**PROBLEM TO WORK ON**: The result should be every line of the listing that holds the word "config".

**RECORDS FOR THE TASK**:

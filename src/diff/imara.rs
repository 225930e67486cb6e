//! Alignment of token slices with imara-diff.
//!
//! imara-diff matches git's diff output closely, which keeps the tracked ranges in line
//! with what `git diff` reports for the same two texts.

use std::hash::Hash;

use imara_diff::{Algorithm, Diff, InternedInput, TokenSource};

use crate::diff::LineBlock;

/// Feeds a borrowed slice to imara-diff token by token.
struct SliceTokens<'a, T> {
    slice: &'a [T],
}

impl<'a, T: Clone + Hash + Eq> TokenSource for SliceTokens<'a, T> {
    type Token = T;
    type Tokenizer = std::iter::Cloned<std::slice::Iter<'a, T>>;

    fn tokenize(&self) -> Self::Tokenizer {
        self.slice.iter().cloned()
    }

    fn estimate_tokens(&self) -> u32 {
        self.slice.len() as u32
    }
}

fn intern<'a, T: Clone + Hash + Eq>(old: &'a [T], new: &'a [T]) -> InternedInput<T> {
    InternedInput::new(SliceTokens { slice: old }, SliceTokens { slice: new })
}

/// Plain Myers alignment without hunk sliding, used for word tokens.
pub fn diff_slices<T: Clone + Hash + Eq>(old: &[T], new: &[T]) -> Vec<LineBlock> {
    let input = intern(old, new);
    let diff = Diff::compute(Algorithm::Myers, &input);
    blocks_from_hunks(&diff, old.len())
}

/// Line alignment with git's hunk sliding applied, so that changed blocks start and end
/// where a reader expects them.
pub fn diff_lines(old: &[&str], new: &[&str], algorithm: Algorithm) -> Vec<LineBlock> {
    let input = intern(old, new);
    let mut diff = Diff::compute(algorithm, &input);
    diff.postprocess_lines(&input);
    blocks_from_hunks(&diff, old.len())
}

/// Expands imara-diff hunks into a gap-free block list, filling the stretches between
/// hunks with equal blocks.
fn blocks_from_hunks(diff: &Diff, old_len: usize) -> Vec<LineBlock> {
    let mut blocks = Vec::new();
    let mut old_pos = 0;
    let mut new_pos = 0;

    for hunk in diff.hunks() {
        let before = hunk.before.start as usize..hunk.before.end as usize;
        let after = hunk.after.start as usize..hunk.after.end as usize;
        if old_pos < before.start {
            blocks.push(LineBlock::equal(old_pos, new_pos, before.start - old_pos));
        }
        old_pos = before.end;
        new_pos = after.end;
        blocks.push(LineBlock::change(before, after));
    }
    if old_pos < old_len {
        blocks.push(LineBlock::equal(old_pos, new_pos, old_len - old_pos));
    }

    blocks
}
impl<D: LineDiffer> LineStatusTracker<D> {
    pub fn with_differ<B: LineBuffer + ?Sized>(
        buffer: &B,
        base: impl Into<String>,
        differ: D,
        config: TrackerConfig,
    ) -> Self {
        let base = TextBuffer::new(base);
        let tracker = LineStatusTracker {
            differ,
            config,
            state: Mutex::new(TrackerState {
                base_hashes: hash_lines(base.lines()),
                base: Arc::new(base),
                ranges: Arc::new(Vec::new()),
                sync: None,
                pending: None,
            }),
        };
        {
            let mut state = tracker.lock_state();
            tracker.rebuild(&mut state, buffer, RebuildReason::Initial);
        }
        tracker
    }

    pub fn config(&self) -> &TrackerConfig {
        &self.config
    }

    /// Replaces the base revision and rebuilds every range.
    pub fn set_base_revision<B: LineBuffer + ?Sized>(&self, buffer: &B, base: impl Into<String>) {
        let mut state = self.lock_state();
        let base = TextBuffer::new(base);
        state.base_hashes = hash_lines(base.lines());
        state.base = Arc::new(base);
        self.rebuild(&mut state, buffer, RebuildReason::BaseRevision);
    }

    /// Current base revision snapshot
    pub fn base_revision(&self) -> Arc<TextBuffer> {
        self.lock_state().base.clone()
    }

    /// Announces that `start..end` of `buffer` is about to be replaced.
    pub fn before_edit<B: LineBuffer + ?Sized>(
        &self,
        buffer: &B,
        start: usize,
        end: usize,
    ) -> Result<(), TrackerError> {
        check_offset(buffer, start)?;
        check_offset(buffer, end)?;
        if start > end {
            return Err(TrackerError::InvalidEditRange { start, end });
        }

        let mut state = self.lock_state();
        if state.pending.take().is_some() {
            debug_log("Edit announced while another was pending; resynchronizing");
            state.sync = None;
        }
        self.ensure_synced(&mut state, buffer);
        let line1 = buffer.line_number_of(start);
        let line2 = buffer.line_number_of(end) + 1;
        let isolated = self.config.incremental == IncrementalPolicy::Contained
            && edit_in_isolated_range(&state, buffer, line1, line2);
        state.pending = Some(PendingEdit {
            start,
            line1,
            line2,
            line_count: buffer.line_count(),
            isolated,
        });
        Ok(())
    }

    /// Reports that the announced edit is done and its new text ends at `new_end`.
    pub fn after_edit<B: LineBuffer + ?Sized>(
        &self,
        buffer: &B,
        new_end: usize,
    ) -> Result<(), TrackerError> {
        check_offset(buffer, new_end)?;

        let mut state = self.lock_state();
        let Some(edit) = state.pending.take() else {
            debug_log("Edit completed without being announced");
            self.ensure_synced(&mut state, buffer);
            return Ok(());
        };
        if new_end < edit.start {
            return Err(TrackerError::InvalidEditRange {
                start: edit.start,
                end: new_end,
            });
        }

        let shift = buffer.line_count() as isize - edit.line_count as isize;
        let after_line2 = buffer.line_number_of(new_end) + 1;
        if after_line2 as isize != edit.line2 as isize + shift {
            self.rebuild(&mut state, buffer, RebuildReason::Inconsistent);
            return Ok(());
        }
        self.update_ranges(&mut state, buffer, edit, shift);
        Ok(())
    }

    /// Ranges for the current buffer content. Rebuilds first if the buffer changed behind
    /// the tracker's back.
    pub fn ranges<B: LineBuffer + ?Sized>(&self, buffer: &B) -> Arc<Vec<ChangeRange>> {
        let mut state = self.lock_state();
        self.ensure_synced(&mut state, buffer);
        state.ranges.clone()
    }

    /// Last published snapshot, without checking it against the buffer.
    pub fn last_ranges(&self) -> Arc<Vec<ChangeRange>> {
        self.lock_state().ranges.clone()
    }

    /// The range containing `line`, or the deletion sitting on it.
    pub fn range_at_line<B: LineBuffer + ?Sized>(
        &self,
        buffer: &B,
        line: usize,
    ) -> Result<Option<ChangeRange>, TrackerError> {
        check_line(buffer, line)?;
        let ranges = self.ranges(buffer);
        Ok(ranges.iter().find(|r| r.contains_line(line)).cloned())
    }

    /// First range starting after `line`.
    pub fn next_range<B: LineBuffer + ?Sized>(
        &self,
        buffer: &B,
        line: usize,
    ) -> Result<Option<ChangeRange>, TrackerError> {
        check_line(buffer, line)?;
        let ranges = self.ranges(buffer);
        Ok(ranges.iter().find(|r| r.line1() > line).cloned())
    }

    /// Last range ending before `line`.
    pub fn prev_range<B: LineBuffer + ?Sized>(
        &self,
        buffer: &B,
        line: usize,
    ) -> Result<Option<ChangeRange>, TrackerError> {
        check_line(buffer, line)?;
        let ranges = self.ranges(buffer);
        Ok(ranges
            .iter()
            .rev()
            .find(|r| r.line2() < line || (r.line2() == line && r.line1() < line))
            .cloned())
    }

    /// Base text covered by `range`, lines joined by `\n`.
    pub fn base_content(&self, range: &ChangeRange) -> String {
        let base = self.base_revision();
        base.chars_in_range(range.vcs_line1(), range.vcs_line2())
            .into_owned()
    }

    /// Working text covered by `range`, lines joined by `\n`.
    pub fn working_content<B: LineBuffer + ?Sized>(
        &self,
        buffer: &B,
        range: &ChangeRange,
    ) -> Result<String, TrackerError> {
        if range.line2() > buffer.line_count() {
            return Err(TrackerError::LineOutOfBounds {
                line: range.line2(),
                line_count: buffer.line_count(),
            });
        }
        Ok(buffer
            .chars_in_range(range.line1(), range.line2())
            .into_owned())
    }

    pub fn summary<B: LineBuffer + ?Sized>(&self, buffer: &B) -> RangeStats {
        RangeStats::from_ranges(&self.ranges(buffer))
    }

    /// Stops tracking. The buffer is left untouched.
    pub fn release(self) {
        let state = self.lock_state();
        debug_log(&format!(
            "Released tracker with {} range(s)",
            state.ranges.len()
        ));
    }

    fn lock_state(&self) -> MutexGuard<'_, TrackerState> {
        self.state.lock().unwrap_or_else(|poisoned| {
            debug_log("Tracker state lock was poisoned; forcing a full rebuild");
            self.state.clear_poison();
            let mut state = poisoned.into_inner();
            state.sync = None;
            state.pending = None;
            state
        })
    }

    fn ensure_synced<B: LineBuffer + ?Sized>(&self, state: &mut TrackerState, buffer: &B) {
        if state.sync != Some(SyncPoint::of(buffer)) {
            self.rebuild(state, buffer, RebuildReason::Unsynced);
        }
    }

    fn rebuild<B: LineBuffer + ?Sized>(
        &self,
        state: &mut TrackerState,
        buffer: &B,
        reason: RebuildReason,
    ) {
        let started = Instant::now();
        let working_text = buffer.chars_in_range(0, buffer.line_count());
        let working = split_lines(&working_text);
        let base: Vec<&str> = state.base.lines().collect();
        let mut ranges = RangesBuilder::new(&self.differ, &self.config).build(&base, &working);
        if reason != RebuildReason::Initial && reason != RebuildReason::BaseRevision {
            ranges = carry_over_ids(&state.ranges, ranges);
        }

        if reason != RebuildReason::Initial && reason != RebuildReason::BaseRevision {
            debug_log(&format!(
                "Full rebuild ({}) produced {} range(s)",
                reason.as_str(),
                ranges.len()
            ));
        }
        let elapsed = started.elapsed();
        debug_performance_log(&format!(
            "full rebuild ({}) of {} line(s) took {:?}",
            reason.as_str(),
            working.len(),
            elapsed
        ));
        debug_performance_log_structured(serde_json::json!({
            "operation": "full_rebuild",
            "reason": reason.as_str(),
            "working_lines": working.len(),
            "base_lines": base.len(),
            "ranges": ranges.len(),
            "duration_ms": elapsed.as_millis(),
        }));

        state.ranges = Arc::new(ranges);
        state.sync = Some(SyncPoint::of(buffer));
        state.pending = None;
    }

    /// Patches the range list after an edit of pre-edit lines `edit.line1..edit.line2`
    /// that changed the line count by `shift`.
    fn update_ranges<B: LineBuffer + ?Sized>(
        &self,
        state: &mut TrackerState,
        buffer: &B,
        edit: PendingEdit,
        shift: isize,
    ) {
        let started = Instant::now();
        let ranges = state.ranges.clone();
        let (l1, l2) = (edit.line1, edit.line2);

        // Ranges overlapping or touching the edited lines.
        let first_affected = ranges.partition_point(|r| r.line2() < l1);
        let after_start = ranges.partition_point(|r| r.line1() <= l2);
        let affected = &ranges[first_affected..after_start];

        // Under `contained` the local result must equal a full re-diff: the line count is
        // unchanged and no line of the region, before or after the edit, can pair with a
        // line outside it.
        let local = match self.config.incremental {
            IncrementalPolicy::Off => false,
            IncrementalPolicy::Contained => {
                edit.isolated
                    && shift == 0
                    && affected.len() == 1
                    && affected[0].line1() <= l1
                    && l2 <= affected[0].line2()
            }
            IncrementalPolicy::Bounded => true,
        };
        if !local {
            debug_log(&format!(
                "Edit of lines {}..{} is not local under the {} policy",
                l1,
                l2,
                self.config.incremental.as_str()
            ));
            self.rebuild(state, buffer, RebuildReason::Policy);
            return;
        }

        // The region is bounded by unchanged lines (or the buffer edges) on both sides.
        let region_line1 = affected.first().map_or(l1, |r| r.line1().min(l1));
        let region_line2 = affected.last().map_or(l2, |r| r.line2().max(l2));
        let region_vcs_line1 = match ranges[..first_affected].last() {
            Some(prev) => region_line1 - prev.line2() + prev.vcs_line2(),
            None => region_line1,
        };
        let region_vcs_line2 = match ranges[..after_start].last() {
            Some(last) => region_line2 - last.line2() + last.vcs_line2(),
            None => region_line2,
        };
        let new_region_line2 = (region_line2 as isize + shift) as usize;

        let working_text = buffer.chars_in_range(region_line1, new_region_line2);
        let working = split_lines(&working_text);
        let base = state.base.lines_in(region_vcs_line1, region_vcs_line2);
        if self.config.incremental == IncrementalPolicy::Contained
            && !region_is_isolated(&state.base_hashes, &base, &working)
        {
            debug_log("Edited range now shares lines with the base revision");
            self.rebuild(state, buffer, RebuildReason::Policy);
            return;
        }
        let changed = RangesBuilder::new(&self.differ, &self.config).build_region(
            &base,
            &working,
            region_line1,
            region_vcs_line1,
        );

        let changed = carry_over_ids(affected, changed);

        let mut patched = Vec::with_capacity(first_affected + changed.len() + ranges.len() - after_start);
        patched.extend_from_slice(&ranges[..first_affected]);
        let changed_count = changed.len();
        patched.extend(changed);
        patched.extend(ranges[after_start..].iter().map(|r| r.shifted(shift)));

        if self.config.validate_ranges {
            let working_text = buffer.chars_in_range(0, buffer.line_count());
            let working_all = split_lines(&working_text);
            let base_all: Vec<&str> = state.base.lines().collect();
            if let Err(violation) = check_ranges(&patched, &base_all, &working_all) {
                debug_log(&format!(
                    "Incremental update broke an invariant ({}); rebuilding",
                    violation
                ));
                self.rebuild(state, buffer, RebuildReason::Validation);
                return;
            }
        }

        let elapsed = started.elapsed();
        debug_performance_log(&format!(
            "local re-diff of {} working / {} base line(s) took {:?}",
            working.len(),
            base.len(),
            elapsed
        ));
        debug_performance_log_structured(serde_json::json!({
            "operation": "local_rediff",
            "region": [region_line1, new_region_line2],
            "vcs_region": [region_vcs_line1, region_vcs_line2],
            "replaced": affected.len(),
            "produced": changed_count,
            "shift": shift,
            "duration_ms": elapsed.as_millis(),
        }));

        state.ranges = Arc::new(patched);
        state.sync = Some(SyncPoint::of(buffer));
    }
}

**OUTPUT OF THE EXERCISE**:
        config: TrackerConfig,
            config,
    pub fn config(&self) -> &TrackerConfig {
        &self.config
        let isolated = self.config.incremental == IncrementalPolicy::Contained
        let mut ranges = RangesBuilder::new(&self.differ, &self.config).build(&base, &working);
        let local = match self.config.incremental {
                self.config.incremental.as_str()
        if self.config.incremental == IncrementalPolicy::Contained
        let changed = RangesBuilder::new(&self.differ, &self.config).build_region(
        if self.config.validate_ranges {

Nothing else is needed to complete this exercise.